Jackson Arn reviews Havoc by Tom Kristensen

Translated from the Danish by Carl Malmberg (NYRB Classics, 2018)

In January 1919, a prominent Danish physician named Carl Julius Salomonsen began a series of public lectures, “Infectious Mental Disorders Then and Now, With Special Reference to Recent Artistic Directions.” By “recent artistic directions,” Salomonsen meant the rise of Cubism, Expressionism, and Fauvism among young painters, as well as the growing number of experimental stories and poems in the leading newspapers—in short, the sudden resurgence of the avant-garde. The elderly scientist claimed that his country’s bohemians weren’t just misguided but suffering from a deadly condition called dysmorphia, which left them unable to distinguish between beauty and pure trash.
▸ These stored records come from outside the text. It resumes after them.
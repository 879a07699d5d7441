//! Monitor Configuration
//!
//! Configuration management for the posture monitor client.

use anyhow::{Context, Result};
use posture_monitor_core::backend::{
    DEFAULT_BASE_URL, METRICS_PATH, PLACEHOLDER_PATH, START_CAMERA_PATH, STOP_CAMERA_PATH,
    VIDEO_FEED_PATH,
};
use posture_monitor_core::{BackendEndpoints, ControllerConfig, HttpBackend};
use serde::{Deserialize, Serialize};
use std::fs;
use std::path::{Path, PathBuf};
use std::time::Duration;

/// Monitor configuration
#[derive(Debug, Clone, Default, Serialize, Deserialize)]
pub struct Config {
    /// Posture service location
    #[serde(default)]
    pub backend: BackendConfig,

    /// Metrics polling
    #[serde(default)]
    pub polling: PollingConfig,

    /// Camera release on stop and exit
    #[serde(default)]
    pub release: ReleaseConfig,
}

/// Posture service configuration
#[derive(Debug, Clone, Serialize, Deserialize)]
pub struct BackendConfig {
    /// Base URL of the posture service
    #[serde(default = "default_base_url")]
    pub base_url: String,

    /// Live stream endpoint
    #[serde(default = "default_video_feed_path")]
    pub video_feed_path: String,

    /// Metrics endpoint
    #[serde(default = "default_metrics_path")]
    pub metrics_path: String,

    /// Camera release endpoint
    #[serde(default = "default_stop_camera_path")]
    pub stop_camera_path: String,

    /// Camera open endpoint
    #[serde(default = "default_start_camera_path")]
    pub start_camera_path: String,

    /// Image shown while idle
    #[serde(default = "default_placeholder_path")]
    pub placeholder_path: String,
}

/// Metrics polling configuration
#[derive(Debug, Clone, Serialize, Deserialize)]
pub struct PollingConfig {
    /// Pause after each completed tick, in milliseconds
    #[serde(default = "default_poll_interval")]
    pub interval_ms: u64,

    /// Per-request timeout in milliseconds (absent = wait indefinitely)
    #[serde(default, skip_serializing_if = "Option::is_none")]
    pub request_timeout_ms: Option<u64>,
}

/// Camera release configuration
#[derive(Debug, Clone, Serialize, Deserialize)]
pub struct ReleaseConfig {
    /// How long to wait for the release request, in milliseconds
    #[serde(default = "default_release_timeout")]
    pub timeout_ms: u64,
}

fn default_base_url() -> String {
    DEFAULT_BASE_URL.to_string()
}

fn default_video_feed_path() -> String {
    VIDEO_FEED_PATH.to_string()
}

fn default_metrics_path() -> String {
    METRICS_PATH.to_string()
}

fn default_stop_camera_path() -> String {
    STOP_CAMERA_PATH.to_string()
}

fn default_start_camera_path() -> String {
    START_CAMERA_PATH.to_string()
}

fn default_placeholder_path() -> String {
    PLACEHOLDER_PATH.to_string()
}

fn default_poll_interval() -> u64 {
    200
}

fn default_release_timeout() -> u64 {
    2000
}

impl Default for BackendConfig {
    fn default() -> Self {
        Self {
            base_url: default_base_url(),
            video_feed_path: default_video_feed_path(),
            metrics_path: default_metrics_path(),
            stop_camera_path: default_stop_camera_path(),
            start_camera_path: default_start_camera_path(),
            placeholder_path: default_placeholder_path(),
        }
    }
}

impl Default for PollingConfig {
    fn default() -> Self {
        Self {
            interval_ms: default_poll_interval(),
            request_timeout_ms: None,
        }
    }
}

impl Default for ReleaseConfig {
    fn default() -> Self {
        Self {
            timeout_ms: default_release_timeout(),
        }
    }
}

impl PollingConfig {
    pub fn interval(&self) -> Duration {
        Duration::from_millis(self.interval_ms)
    }

    pub fn request_timeout(&self) -> Option<Duration> {
        self.request_timeout_ms.map(Duration::from_millis)
    }
}

impl ReleaseConfig {
    pub fn timeout(&self) -> Duration {
        Duration::from_millis(self.timeout_ms)
    }
}

impl Config {
    /// Default configuration file location
    pub fn default_path() -> PathBuf {
        dirs::config_dir()
            .unwrap_or_else(|| PathBuf::from(".config"))
            .join("posture-monitor")
            .join("monitor.toml")
    }

    /// Load configuration from the default location, creating it if missing
    pub fn load() -> Result<Self> {
        Self::load_from(&Self::default_path())
    }

    /// Load configuration from `path`, writing defaults there if not found
    pub fn load_from(path: &Path) -> Result<Self> {
        let config = if path.exists() {
            let contents = fs::read_to_string(path)
                .with_context(|| format!("Failed to read config file {}", path.display()))?;
            toml::from_str(&contents)
                .with_context(|| format!("Failed to parse config file {}", path.display()))?
        } else {
            let config = Config::default();
            config.save_to(path)?;
            tracing::info!("Wrote default configuration to {}", path.display());
            config
        };

        config.validate()?;
        Ok(config)
    }

    /// Save configuration to `path`
    pub fn save_to(&self, path: &Path) -> Result<()> {
        if let Some(parent) = path.parent() {
            fs::create_dir_all(parent).context("Failed to create config directory")?;
        }

        let contents = toml::to_string_pretty(self).context("Failed to serialize config")?;
        fs::write(path, contents).context("Failed to write config file")?;
        Ok(())
    }

    /// Check values that would only fail later, at request time
    pub fn validate(&self) -> Result<()> {
        self.endpoints()?;
        if self.polling.interval_ms == 0 {
            anyhow::bail!("polling.interval_ms must be greater than zero");
        }
        Ok(())
    }

    pub fn endpoints(&self) -> Result<BackendEndpoints> {
        let mut endpoints = BackendEndpoints::new(&self.backend.base_url)
            .context("Invalid backend.base_url")?;
        endpoints.video_feed_path = self.backend.video_feed_path.clone();
        endpoints.metrics_path = self.backend.metrics_path.clone();
        endpoints.stop_camera_path = self.backend.stop_camera_path.clone();
        endpoints.start_camera_path = self.backend.start_camera_path.clone();
        endpoints.placeholder_path = self.backend.placeholder_path.clone();
        Ok(endpoints)
    }

    /// Build the HTTP client for the configured service
    pub fn http_backend(&self) -> Result<HttpBackend> {
        Ok(HttpBackend::new(self.endpoints()?)
            .context("Failed to create HTTP client")?
            .with_metrics_timeout(self.polling.request_timeout()))
    }

    pub fn controller_config(&self) -> ControllerConfig {
        ControllerConfig {
            poll_interval: self.polling.interval(),
            release_timeout: self.release.timeout(),
        }
    }
}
To some of Denmark’s elites, the flourishing of Modernism felt like a plague, as dangerous as the World War that had just ravaged Europe. One can only assume what they thought of Tom Kristensen’s 1930 novel Havoc, newly reissued by NYRB Classics in Carl Malmberg’s English translation. Set mostly in the literary circles of 1920s Copenhagen, the book abounds in descriptions of diseases. Alcoholism threatens to obliterate the book’s main character unless venereal disease claims him first, and the metaphorical diseases of nihilism and masochism seem to afflict all of postwar Denmark.
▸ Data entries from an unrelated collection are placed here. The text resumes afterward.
//! Detection Controller
//!
//! Owns the streaming state of one page and drives it:
//!
//! - start: point the video element at the live feed, flip the button,
//!   reveal the metrics panel, watch the stream and start polling
//! - stop: back to the placeholder and idle button, hide the panel,
//!   best-effort camera release
//! - poll: fetch `/metrics`, render, sleep, repeat while streaming
//!
//! Every start and stop opens a new session. Background tasks carry the
//! session they were spawned for and only touch the view while that
//! session is current, so a late response after stop is dropped.
//!
//! Transitions (`start_detection`, `stop_detection`, `toggle`) are
//! serialized: a click arriving while a stop is still waiting for the
//! camera release is handled once that stop has settled.

use crate::backend::PostureBackend;
use crate::metrics::{MetricsDisplay, MetricsSample};
use crate::view::{ButtonMode, DetectionView};
use crate::{MonitorError, Result};
use std::sync::{Arc, Mutex, MutexGuard, Weak};
use std::time::Duration;
use tokio::runtime::Handle;
use tokio::task::JoinHandle;
use tracing::{debug, error, info, warn};

/// Delay between the end of one poll tick and the start of the next
pub const DEFAULT_POLL_INTERVAL: Duration = Duration::from_millis(200);

/// Upper bound on waiting for the camera release request
pub const DEFAULT_RELEASE_TIMEOUT: Duration = Duration::from_secs(2);

/// Controller configuration
#[derive(Debug, Clone)]
pub struct ControllerConfig {
    /// Delay after each completed tick before the next one
    pub poll_interval: Duration,

    /// How long stop and unload wait for `/stop_camera`
    pub release_timeout: Duration,
}

impl Default for ControllerConfig {
    fn default() -> Self {
        Self {
            poll_interval: DEFAULT_POLL_INTERVAL,
            release_timeout: DEFAULT_RELEASE_TIMEOUT,
        }
    }
}

#[derive(Default)]
struct SessionState {
    streaming: bool,
    session: u64,
    poller: Option<JoinHandle<()>>,
    stream_watcher: Option<JoinHandle<()>>,
}

impl SessionState {
    fn abort_tasks(&mut self) {
        if let Some(poller) = self.poller.take() {
            poller.abort();
        }
        if let Some(watcher) = self.stream_watcher.take() {
            watcher.abort();
        }
    }

    fn is_current(&self, session: u64) -> bool {
        self.streaming && self.session == session
    }
}

impl Drop for SessionState {
    fn drop(&mut self) {
        self.abort_tasks();
    }
}

struct Inner<B, V> {
    backend: Arc<B>,
    view: V,
    config: ControllerConfig,
    state: Mutex<SessionState>,
    transition: tokio::sync::Mutex<()>,
}

impl<B: PostureBackend, V: DetectionView> Inner<B, V> {
    fn lock_state(&self) -> MutexGuard<'_, SessionState> {
        self.state
            .lock()
            .unwrap_or_else(|poisoned| poisoned.into_inner())
    }

    fn is_current(&self, session: u64) -> bool {
        self.lock_state().is_current(session)
    }

    /// Render a sample if `session` is still the live one
    fn apply_sample(&self, session: u64, sample: &MetricsSample) -> bool {
        let state = self.lock_state();
        if !state.is_current(session) {
            return false;
        }
        self.view.render_metrics(&MetricsDisplay::from(sample));
        true
    }

    /// Cancel background work and show the idle page
    ///
    /// Returns whether a session was streaming.
    fn enter_idle(&self) -> bool {
        let mut state = self.lock_state();
        let was_streaming = state.streaming;

        state.abort_tasks();
        state.session += 1;
        state.streaming = false;

        self.view.set_video_source(&self.backend.placeholder_url());
        self.view.set_button_mode(ButtonMode::Start);
        self.view.set_metrics_visible(false);

        was_streaming
    }
}

/// Start/stop controller for one detection page
pub struct DetectionController<B, V> {
    inner: Arc<Inner<B, V>>,
}

impl<B, V> Clone for DetectionController<B, V> {
    fn clone(&self) -> Self {
        Self {
            inner: self.inner.clone(),
        }
    }
}

impl<B: PostureBackend, V: DetectionView> DetectionController<B, V> {
    /// Create a controller and show the idle page
    pub fn new(backend: B, view: V, config: ControllerConfig) -> Self {
        view.set_video_source(&backend.placeholder_url());
        view.set_button_mode(ButtonMode::Start);
        view.set_metrics_visible(false);

        Self {
            inner: Arc::new(Inner {
                backend: Arc::new(backend),
                view,
                config,
                state: Mutex::new(SessionState::default()),
                transition: tokio::sync::Mutex::new(()),
            }),
        }
    }

    pub fn with_defaults(backend: B, view: V) -> Self {
        Self::new(backend, view, ControllerConfig::default())
    }

    pub fn is_streaming(&self) -> bool {
        self.inner.lock_state().streaming
    }

    /// Current session number; changes on every start and stop
    pub fn session_id(&self) -> u64 {
        self.inner.lock_state().session
    }

    pub fn backend(&self) -> &B {
        &self.inner.backend
    }

    pub fn view(&self) -> &V {
        &self.inner.view
    }

    pub fn config(&self) -> &ControllerConfig {
        &self.inner.config
    }

    /// Button click: start when idle, stop when streaming
    pub async fn toggle(&self) {
        let _transition = self.inner.transition.lock().await;
        if self.is_streaming() {
            self.stop_locked().await;
        } else {
            self.start_locked().await;
        }
    }

    /// Start (or restart) a detection session
    pub async fn start_detection(&self) {
        let _transition = self.inner.transition.lock().await;
        self.start_locked().await;
    }

    /// Return to idle and ask the backend to release the camera
    ///
    /// The view is idle afterwards whatever the backend answers.
    pub async fn stop_detection(&self) {
        let _transition = self.inner.transition.lock().await;
        self.stop_locked().await;
    }

    /// Page teardown
    ///
    /// If a session is streaming, the view goes idle and the camera release
    /// is fired without waiting. Delivery is at most once and not
    /// guaranteed; a host that can afford to wait may await the returned
    /// handle, which is itself bounded by the release timeout.
    pub fn unload(&self) -> Option<JoinHandle<()>> {
        if !self.inner.enter_idle() {
            return None;
        }

        let Ok(runtime) = Handle::try_current() else {
            warn!("No async runtime during unload, camera release skipped");
            return None;
        };

        info!("Page unloading, releasing camera");
        let backend = self.inner.backend.clone();
        let timeout = self.inner.config.release_timeout;
        Some(runtime.spawn(async move {
            release_camera(backend.as_ref(), timeout).await;
        }))
    }

    async fn start_locked(&self) {
        if let Err(e) = self.try_start() {
            error!("Failed to start detection: {}", e);
            self.stop_locked().await;
        }
    }

    fn try_start(&self) -> Result<()> {
        let runtime = Handle::try_current()
            .map_err(|e| MonitorError::InvalidState(format!("no async runtime: {}", e)))?;

        let url = self
            .inner
            .backend
            .video_feed_url(chrono::Utc::now().timestamp_millis());

        let mut state = self.inner.lock_state();
        if state.streaming {
            debug!("Restarting detection session {}", state.session);
        }
        state.abort_tasks();
        state.session += 1;
        let session = state.session;

        self.inner.view.set_video_source(&url);
        state.streaming = true;
        self.inner.view.set_button_mode(ButtonMode::Stop);
        self.inner.view.set_metrics_visible(true);

        state.stream_watcher = Some(runtime.spawn(watch_stream(
            Arc::downgrade(&self.inner),
            session,
            url.clone(),
        )));
        state.poller = Some(runtime.spawn(poll_metrics(Arc::downgrade(&self.inner), session)));

        info!("Detection started (session {}): {}", session, url);
        Ok(())
    }

    async fn stop_locked(&self) {
        if self.inner.enter_idle() {
            info!("Detection stopped");
        } else {
            debug!("Stop requested while idle");
        }

        release_camera(self.inner.backend.as_ref(), self.inner.config.release_timeout).await;
    }

    /// Stop on behalf of a background task, unless its session is already over
    async fn stop_session(&self, session: u64) {
        let _transition = self.inner.transition.lock().await;
        if !self.inner.is_current(session) {
            debug!("Ignoring stop from superseded session {}", session);
            return;
        }
        self.stop_locked().await;
    }
}

async fn release_camera<B: PostureBackend>(backend: &B, timeout: Duration) {
    match tokio::time::timeout(timeout, backend.stop_camera()).await {
        Ok(Ok(())) => debug!("Camera released"),
        Ok(Err(e)) => warn!("Error stopping detection: {}", e),
        Err(_) => warn!(
            "Error stopping detection: camera release timed out after {:?}",
            timeout
        ),
    }
}

/// Poll loop for one session
///
/// Ticks never overlap: the request is awaited and applied before the
/// sleep. Failed ticks are logged and skipped.
async fn poll_metrics<B: PostureBackend, V: DetectionView>(inner: Weak<Inner<B, V>>, session: u64) {
    loop {
        let backend = match inner.upgrade() {
            Some(inner) if inner.is_current(session) => inner.backend.clone(),
            _ => break,
        };

        let result = backend.fetch_metrics().await;

        let Some(strong) = inner.upgrade() else {
            break;
        };
        match result {
            Ok(sample) => {
                if !strong.apply_sample(session, &sample) {
                    debug!("Discarding metrics for ended session {}", session);
                }
            }
            Err(e) => warn!("Error polling metrics: {}", e),
        }

        if !strong.is_current(session) {
            break;
        }
        let interval = strong.config.poll_interval;
        drop(strong);

        tokio::time::sleep(interval).await;
    }

    debug!("Metrics polling ended for session {}", session);
}

/// Load the stream; a load failure stops the session it belongs to
async fn watch_stream<B: PostureBackend, V: DetectionView>(
    inner: Weak<Inner<B, V>>,
    session: u64,
    url: String,
) {
    let Some(backend) = inner.upgrade().map(|inner| inner.backend.clone()) else {
        return;
    };

    match backend.load_stream(&url).await {
        Ok(summary) => info!(
            "Video feed ended after {} frames ({} bytes)",
            summary.frames, summary.bytes
        ),
        Err(e) => {
            error!("Video feed error: {}", e);
            let Some(inner) = inner.upgrade() else {
                return;
            };
            let controller = DetectionController { inner };
            // Stop runs as its own task: stopping aborts this watcher.
            tokio::spawn(async move {
                controller.stop_session(session).await;
            });
        }
    }
}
Havoc might appear to confirm the Danish establishment’s worst suspicions about the up-and-coming generation of artists and writers. And yet, as with William S. Burroughs’s Naked Lunch (another epic of addiction), the characters’ depravity reads as liberating, an attack on anyone too timid to follow suit. There are points in Havoc when Kristensen seems to embrace his dysmorphia and throw it back in his elder critics’ faces, exhibiting a stubborn pride that has helped the novel age into a classic of the counterculture and even the establishment in Scandinavia.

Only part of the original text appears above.